7 Things to Love About Virtual Concerts
Although most of us are eager for the day the in-person concert calendar is back in full swing, virtual shows are an alternative with plenty of things going for them. In fact, chilling on the couch at home and cueing up a livestream offers some distinct benefits. Here are just a few of them.
1. The sightlines are perfect.
In-person concerts can be fraught with viewing obstacles: sightline-obscuring poles, the former basketball player standing in front of you, the person holding up a blinding mobile device between you and the stage. At virtual concerts, these things are non-issues, since sightlines are always clear (and if they’re not, a quick browser refresh is usually all that’s needed).
2. There’s no need to sacrifice comfort.
Give your feet a break. Virtual concerts offer a chance to watch music in any number of luxurious places: lounging in bed, sprawled on your deck, snuggled under a pile of blankets. And the dress code? You don’t have to change out of sweatpants unless you want to — at home, concert gear is casual all the way.
3. You can watch (many of them) at your leisure.
Although some virtual concerts are a one-time deal — in other words, as with an in-person show, if you don’t watch it in real time, you’ll miss out — many others are archived for later viewing. In terms of convenience, nothing beats this flexibility: You can spend a weekend in concert binge-watching mode, or make it a matinee and still get some shut-eye.
4. Dance like no one’s watching — ’cause they’re not.
Let’s be real, some of us feel oddly self-conscious shaking a tail feather in public (deserved or not). But every single type of fan can dance and every kind of dance-floor actor is in a safe space at home. Let loose and boogie your heart out.
5. Go all in on tasty refreshments.
Not all venues offer food, and long lines and cash flow factor in when they do. Thankfully, at virtual concerts, the fridge is always stuffed full of frosty drinks, and the kitchen’s always open. Let the noshing (but not moshing) commence!
6. Many benefit your favorite artists and brick-and-mortar venues (or other great causes).

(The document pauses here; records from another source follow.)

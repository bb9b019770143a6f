// Serde helpers for the order wire format.
// Unsigned 256-bit integers travel as decimal strings so that interest
// filters can pattern-match them.

use serde::{Deserialize, Deserializer, Serializer};

pub mod u256_decimal {
    use super::*;
    use alloy_primitives::U256;
    use std::str::FromStr;

    #[derive(Deserialize)]
    #[serde(untagged)]
    enum U256Repr {
        Text(String),
        Number(u64),
    }

    pub fn serialize<S>(value: &U256, serializer: S) -> Result<S::Ok, S::Error>
    where
        S: Serializer,
    {
        serializer.serialize_str(&value.to_string())
    }

    /// Accepts a decimal string, a `0x` hex string, or a plain JSON number.
    pub fn deserialize<'de, D>(deserializer: D) -> Result<U256, D::Error>
    where
        D: Deserializer<'de>,
    {
        use serde::de::Error;

        match U256Repr::deserialize(deserializer)? {
            U256Repr::Text(text) => U256::from_str(text.trim())
                .map_err(|e| D::Error::custom(format!("invalid uint256 {text:?}: {e}"))),
            U256Repr::Number(number) => Ok(U256::from(number)),
        }
    }
}

#[cfg(test)]
mod tests {
    use alloy_primitives::U256;
    use serde::{Deserialize, Serialize};

    #[derive(Serialize, Deserialize, Debug, PartialEq)]
    struct Amount {
        #[serde(with = "super::u256_decimal")]
        value: U256,
    }

    #[test]
    fn test_u256_serializes_as_decimal_string() {
        let amount = Amount { value: U256::from(1_000_000u64) };
        let json = serde_json::to_string(&amount).unwrap();
        assert_eq!(json, r#"{"value":"1000000"}"#);
    }

    #[test]
    fn test_u256_accepts_number_hex_and_decimal() {
        let from_number: Amount = serde_json::from_str(r#"{"value":42}"#).unwrap();
        let from_hex: Amount = serde_json::from_str(r#"{"value":"0x2a"}"#).unwrap();
        let from_decimal: Amount = serde_json::from_str(r#"{"value":"42"}"#).unwrap();
        assert_eq!(from_number.value, U256::from(42u64));
        assert_eq!(from_hex, from_number);
        assert_eq!(from_decimal, from_number);
    }

    #[test]
    fn test_u256_rejects_garbage() {
        assert!(serde_json::from_str::<Amount>(r#"{"value":"twelve"}"#).is_err());
    }
}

Artists are hurting because they’re unable to tour, and many bars and clubs that are closed right now also need a financial boost. Luckily, many livestreams are doubling as fundraisers — both for organizations working to keep venues afloat and other good causes — as well as musicians. In September, British-Lebanese pop star MIKA streamed a concert whose proceeds went to Red Cross Lebanon and Save the Children, in support of Beirut as it recovers from the devastating port explosion in August. Some bands, such as British rockers The Vamps, include the option to donate to a charity when fans purchase a ticket to one of their livestreams. And on Sunday, November 14, Metallica will stream the Helping Hands Concert & Auction to benefit the band’s All Within My Hands Foundation. All present excellent opportunities to listen to some tunes and donate to a good cause.
7. There are opportunities to catch acts you might not otherwise be able to see live in non-pandemic times.
One of the biggest perks of virtual concerts is being able to catch unique shows from acts you might not be able to see even in non-pandemic times. This could mean a British act that doesn’t often tour the U.S.; a band that rarely tours (or whose touring is limited to big cities); or special events, such as Tom Petty’s 70th birthday bash.